» **YOUR INSTRUCTIONS**: Go through the entries below from the first line and output each one exactly, up to and including the line with "캐시 크기는 설정값)".

[Stored items]
+++
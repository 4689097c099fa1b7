//! 검색 진입점
//!
//! 저장소, 교정기, 순위기, 교정 결과 캐시를 묶어 호출자에게 노출합니다.

use std::sync::Arc;

use serde::{Deserialize, Serialize};

use crate::cache::SharedCache;
use crate::config::SearchConfig;
use crate::core::automaton;
use crate::core::chosung::{self, QueryKind};
use crate::corpus::TermCorpus;
use crate::correction::cascade::{needs_transliteration, CorrectionResult, Corrector, Provenance};
use crate::correction::instrument::{InstrumentCorrector, InstrumentLookup};
use crate::correction::oracle::{Oracle, OracleGateway};
use crate::error::Result;
use crate::rank::{Document, RankedDocument, Ranker};

/// 자판 변환과 교정 결과
#[derive(Debug, Clone, PartialEq, Serialize, Deserialize)]
pub struct QueryCorrection {
    pub original: String,
    pub ime_converted: Option<String>,
    pub correction: CorrectionResult,
}

/// 교정된 질의로 매긴 순위
#[derive(Debug, Clone, PartialEq, Serialize, Deserialize)]
pub struct RankedSearch {
    pub original_query: String,
    pub corrected_query: String,
    pub correction: CorrectionResult,
    pub ranked_docs: Vec<RankedDocument>,
    pub total: usize,
}

pub struct Searcher {
    corrector: Corrector,
    ranker: Ranker,
    cache: SharedCache<String, CorrectionResult>,
    instruments: Option<InstrumentCorrector>,
}

impl Searcher {
    pub fn new(corpus: Arc<dyn TermCorpus>, config: SearchConfig) -> Self {
        Self {
            ranker: Ranker::from_config(&config),
            cache: SharedCache::new(config.correction_cache_capacity),
            corrector: Corrector::new(corpus, config),
            instruments: None,
        }
    }

    /// 오라클 연결 (제한 시간, 캐시 크기는 설정값)
    pub fn with_oracle(mut self, oracle: Arc<dyn Oracle>) -> Self {
        let config = self.corrector.config();
        let gateway =
            OracleGateway::new(oracle, config.oracle_timeout(), config.oracle_cache_capacity);
        self.corrector = self.corrector.with_oracle(gateway);
        self
    }

    pub fn with_instruments(mut self, instruments: InstrumentCorrector) -> Self {
        self.instruments = Some(instruments);
        self
    }

    pub fn config(&self) -> &SearchConfig {
        self.corrector.config()
    }

    pub fn transliterate(&self, text: &str) -> String {
        automaton::transliterate(text)
    }

    pub fn classify_query(&self, text: &str) -> QueryKind {
        chosung::classify(text)
    }

    /// 교정 (같은 질의는 캐시에서)
    pub fn correct(&self, term: &str) -> Result<CorrectionResult> {
        let key = term.trim().to_string();
        if let Some(hit) = self.cache.get(&key) {
            log::debug!("교정 캐시 적중: '{}'", key);
            return Ok(hit);
        }
        let result = self.corrector.correct(&key)?;
        // 오라클 실패는 다음 호출에서 회복될 수 있음
        if result.provenance != Provenance::OracleUnavailable {
            self.cache.insert(key, result.clone());
        }
        Ok(result)
    }

    pub fn rank(&self, query: &str, documents: &[Document]) -> Vec<RankedDocument> {
        self.ranker.rank(query, documents)
    }

    pub fn correct_query(&self, query: &str) -> Result<QueryCorrection> {
        let original = query.trim().to_string();
        let ime_converted = needs_transliteration(&original).then(|| automaton::transliterate(&original));
        let correction = self.correct(&original)?;
        Ok(QueryCorrection {
            original,
            ime_converted,
            correction,
        })
    }

    /// 질의를 교정한 뒤 교정어(소문자)로 순위
    pub fn rank_corrected(&self, query: &str, documents: &[Document]) -> Result<RankedSearch> {
        let correction = self.correct(query)?;
        let corrected_query = correction.corrected.to_lowercase();
        let ranked_docs = self.rank(&corrected_query, documents);
        Ok(RankedSearch {
            original_query: query.trim().to_string(),
            total: ranked_docs.len(),
            corrected_query,
            correction,
            ranked_docs,
        })
    }

    /// 종목 검색 (종목 색인이 없으면 빈 결과)
    pub fn lookup_instrument(&self, query: &str) -> Result<InstrumentLookup> {
        match &self.instruments {
            Some(instruments) => instruments.lookup(query),
            None => Ok(InstrumentLookup {
                original_query: query.trim().to_string(),
                ..InstrumentLookup::default()
            }),
        }
    }
}

#[cfg(test)]
mod tests {
    use super::*;
    use crate::corpus::{MemoryCorpus, TermRecord};
    use crate::correction::instrument::{Instrument, MemoryInstrumentIndex};
    use crate::error::OracleError;
    use crate::correction::oracle::OracleRequest;
    use std::sync::atomic::{AtomicUsize, Ordering};

    fn corpus() -> Arc<MemoryCorpus> {
        Arc::new(MemoryCorpus::from_records(vec![
            TermRecord::new("삼성전자", 1200),
            TermRecord::new("금리", 800),
        ]))
    }

    struct CountingOracle {
        calls: AtomicUsize,
        reply: std::result::Result<String, OracleError>,
    }

    impl Oracle for CountingOracle {
        fn infer(&self, _request: &OracleRequest) -> std::result::Result<String, OracleError> {
            self.calls.fetch_add(1, Ordering::SeqCst);
            self.reply.clone()
        }

        fn suggest_list(
            &self,
            _request: &OracleRequest,
        ) -> std::result::Result<String, OracleError> {
            Ok("[]".to_string())
        }
    }

    #[test]
    fn test_pure_helpers() {
        let searcher = Searcher::new(corpus(), SearchConfig::default());
        assert_eq!(searcher.transliterate("tkatjd"), "삼성");
        assert_eq!(searcher.classify_query("ㅅㅅ"), QueryKind::PureChosung);
    }

    #[test]
    fn test_correct_is_cached() {
        let searcher = Searcher::new(corpus(), SearchConfig::default());
        let first = searcher.correct("삼성쩐자").unwrap();
        let second = searcher.correct(" 삼성쩐자 ").unwrap();
        assert_eq!(first, second);
        assert_eq!(first.corrected, "삼성전자");
    }

    #[test]
    fn test_oracle_failures_are_not_cached() {
        let oracle = Arc::new(CountingOracle {
            calls: AtomicUsize::new(0),
            reply: Err(OracleError::Unavailable),
        });
        let searcher = Searcher::new(corpus(), SearchConfig::default()).with_oracle(oracle.clone());

        let result = searcher.correct("없는단어").unwrap();
        assert_eq!(result.provenance, Provenance::OracleUnavailable);
        searcher.correct("없는단어").unwrap();
        assert_eq!(oracle.calls.load(Ordering::SeqCst), 2);
    }

    #[test]
    fn test_correct_query_reports_conversion() {
        let searcher = Searcher::new(corpus(), SearchConfig::default());
        let qc = searcher.correct_query("tkatjdwjswk").unwrap();
        assert_eq!(qc.ime_converted.as_deref(), Some("삼성전자"));
        assert_eq!(qc.correction.provenance, Provenance::Exact);

        let qc = searcher.correct_query("금리").unwrap();
        assert!(qc.ime_converted.is_none());
    }

    #[test]
    fn test_rank_corrected() {
        let searcher = Searcher::new(corpus(), SearchConfig::default());
        let docs = vec![
            Document::new("1", "금리 동결", "기준금리 유지"),
            Document::new("2", "날씨", "맑음"),
        ];
        let search = searcher.rank_corrected("rmaFl", &docs).unwrap();
        assert_eq!(search.corrected_query, "금리");
        assert_eq!(search.total, 1);
        assert_eq!(search.ranked_docs[0].id, "1");
    }

    #[test]
    fn test_lookup_instrument() {
        let searcher = Searcher::new(corpus(), SearchConfig::default());
        assert!(searcher.lookup_instrument("삼성").unwrap().results.is_empty());

        let index = MemoryInstrumentIndex::new(vec![Instrument {
            code: "005930".to_string(),
            name: "삼성전자".to_string(),
            market: "KOSPI".to_string(),
        }]);
        let searcher = searcher.with_instruments(InstrumentCorrector::new(vec![Arc::new(index)], 5));
        assert_eq!(searcher.lookup_instrument("ㅅㅅ").unwrap().results.len(), 1);
    }
}
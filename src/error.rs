//! 에러 타입
//!
//! 오라클 실패는 교정 단계 안에서 흡수되므로 `OracleError`는 호출자에게 전달되지 않습니다.
//! 호출자가 받는 하드 에러는 사실상 `SearchError::CorpusUnavailable` 하나입니다.

use std::io;
use std::time::Duration;

use thiserror::Error;

/// 검색/교정 에러
#[derive(Error, Debug)]
pub enum SearchError {
    /// 용어 저장소 접근 실패
    #[error("corpus unavailable: {0}")]
    CorpusUnavailable(String),

    /// 파일 읽기/쓰기 실패
    #[error("I/O error: {0}")]
    Io(#[from] io::Error),

    /// JSON 파싱 실패
    #[error("JSON error: {0}")]
    Json(#[from] serde_json::Error),
}

impl SearchError {
    pub fn corpus_unavailable<S: Into<String>>(msg: S) -> Self {
        SearchError::CorpusUnavailable(msg.into())
    }
}

/// 오라클 호출 실패
#[derive(Error, Debug, Clone, PartialEq)]
pub enum OracleError {
    /// 오라클이 설정되지 않았거나 응답할 수 없음
    #[error("oracle unavailable")]
    Unavailable,

    /// 제한 시간 초과
    #[error("oracle timed out after {0:?}")]
    Timeout(Duration),

    /// 응답 형식 오류
    #[error("malformed oracle response: {0}")]
    Malformed(String),

    /// 호출 자체 실패 (네트워크 등)
    #[error("oracle request failed: {0}")]
    Request(String),
}

pub type Result<T> = std::result::Result<T, SearchError>;
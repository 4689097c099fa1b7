//! 토큰 분절기
//!
//! 형태소 분석은 외부 구현을 주입받습니다. 기본 구현은 조사를 떼어내는 정도의 근사입니다.

use std::collections::HashSet;
use std::fs;
use std::path::Path;

use lazy_static::lazy_static;
use regex::Regex;

use crate::core::unicode::is_syllable;

lazy_static! {
    static ref NON_WORD: Regex = Regex::new(r"[^0-9A-Za-z가-힣]").unwrap();
}

/// 조사 후보 문자 (뒤에서부터 반복 제거)
const PARTICLE_CHARS: &str = "의가을를이야로으로부터에";

/// 질의 분절용 기본 불용어
const QUERY_STOPWORDS: [&str; 5] = ["그리고", "하지만", "관련", "최근", "대한"];

/// 용어 수집용 기본 불용어 (불용어 파일이 없을 때)
const INGEST_STOPWORDS: [&str; 9] = [
    "있다", "있는", "하다", "되는", "밝혔다", "기자", "등", "통해", "위해",
];

/// 텍스트를 토큰 목록으로 나누는 기능
pub trait Segmenter: Send + Sync {
    fn segment(&self, text: &str) -> Vec<String>;
}

/// 조사 제거 기반 기본 분절기
#[derive(Debug, Clone)]
pub struct ParticleSegmenter {
    stopwords: HashSet<String>,
}

impl ParticleSegmenter {
    pub fn new() -> Self {
        Self {
            stopwords: QUERY_STOPWORDS.iter().map(|s| s.to_string()).collect(),
        }
    }

    pub fn with_stopwords(stopwords: HashSet<String>) -> Self {
        Self { stopwords }
    }
}

impl Default for ParticleSegmenter {
    fn default() -> Self {
        Self::new()
    }
}

impl Segmenter for ParticleSegmenter {
    fn segment(&self, text: &str) -> Vec<String> {
        let cleaned = NON_WORD.replace_all(text, " ");
        cleaned
            .split_whitespace()
            .map(|t| t.trim_end_matches(|c: char| PARTICLE_CHARS.contains(c)))
            .filter(|t| t.chars().count() > 1 && !self.stopwords.contains(*t))
            .map(str::to_string)
            .collect()
    }
}

/// 수집용 기본 불용어
pub fn default_ingest_stopwords() -> HashSet<String> {
    INGEST_STOPWORDS.iter().map(|s| s.to_string()).collect()
}

/// 불용어 파일 로드 (한 줄에 하나, 한글로만 된 줄만 사용)
///
/// 파일을 읽지 못하면 기본 불용어
pub fn load_stopwords(path: &Path) -> HashSet<String> {
    match fs::read_to_string(path) {
        Ok(content) => {
            let words: HashSet<String> = content
                .lines()
                .map(str::trim)
                .filter(|w| !w.is_empty() && w.chars().all(is_syllable))
                .map(str::to_string)
                .collect();
            log::info!("불용어 로드 완료: {}개", words.len());
            words
        }
        Err(e) => {
            log::warn!("불용어 로드 실패 ({}): {}", path.display(), e);
            default_ingest_stopwords()
        }
    }
}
+++
» **ANSWER**:
repository 4689097c099fa1b7
//! 검색 진입점
//!
//! 저장소, 교정기, 순위기, 교정 결과 캐시를 묶어 호출자에게 노출합니다.

use std::sync::Arc;

use serde::{Deserialize, Serialize};

use crate::cache::SharedCache;
use crate::config::SearchConfig;
use crate::core::automaton;
use crate::core::chosung::{self, QueryKind};
use crate::corpus::TermCorpus;
use crate::correction::cascade::{needs_transliteration, CorrectionResult, Corrector, Provenance};
use crate::correction::instrument::{InstrumentCorrector, InstrumentLookup};
use crate::correction::oracle::{Oracle, OracleGateway};
use crate::error::Result;
use crate::rank::{Document, RankedDocument, Ranker};

/// 자판 변환과 교정 결과
#[derive(Debug, Clone, PartialEq, Serialize, Deserialize)]
pub struct QueryCorrection {
    pub original: String,
    pub ime_converted: Option<String>,
    pub correction: CorrectionResult,
}

/// 교정된 질의로 매긴 순위
#[derive(Debug, Clone, PartialEq, Serialize, Deserialize)]
pub struct RankedSearch {
    pub original_query: String,
    pub corrected_query: String,
    pub correction: CorrectionResult,
    pub ranked_docs: Vec<RankedDocument>,
    pub total: usize,
}

pub struct Searcher {
    corrector: Corrector,
    ranker: Ranker,
    cache: SharedCache<String, CorrectionResult>,
    instruments: Option<InstrumentCorrector>,
}

impl Searcher {
    pub fn new(corpus: Arc<dyn TermCorpus>, config: SearchConfig) -> Self {
        Self {
            ranker: Ranker::from_config(&config),
            cache: SharedCache::new(config.correction_cache_capacity),
            corrector: Corrector::new(corpus, config),
            instruments: None,
        }
    }

    /// 오라클 연결 (제한 시간, 캐시 크기는 설정값)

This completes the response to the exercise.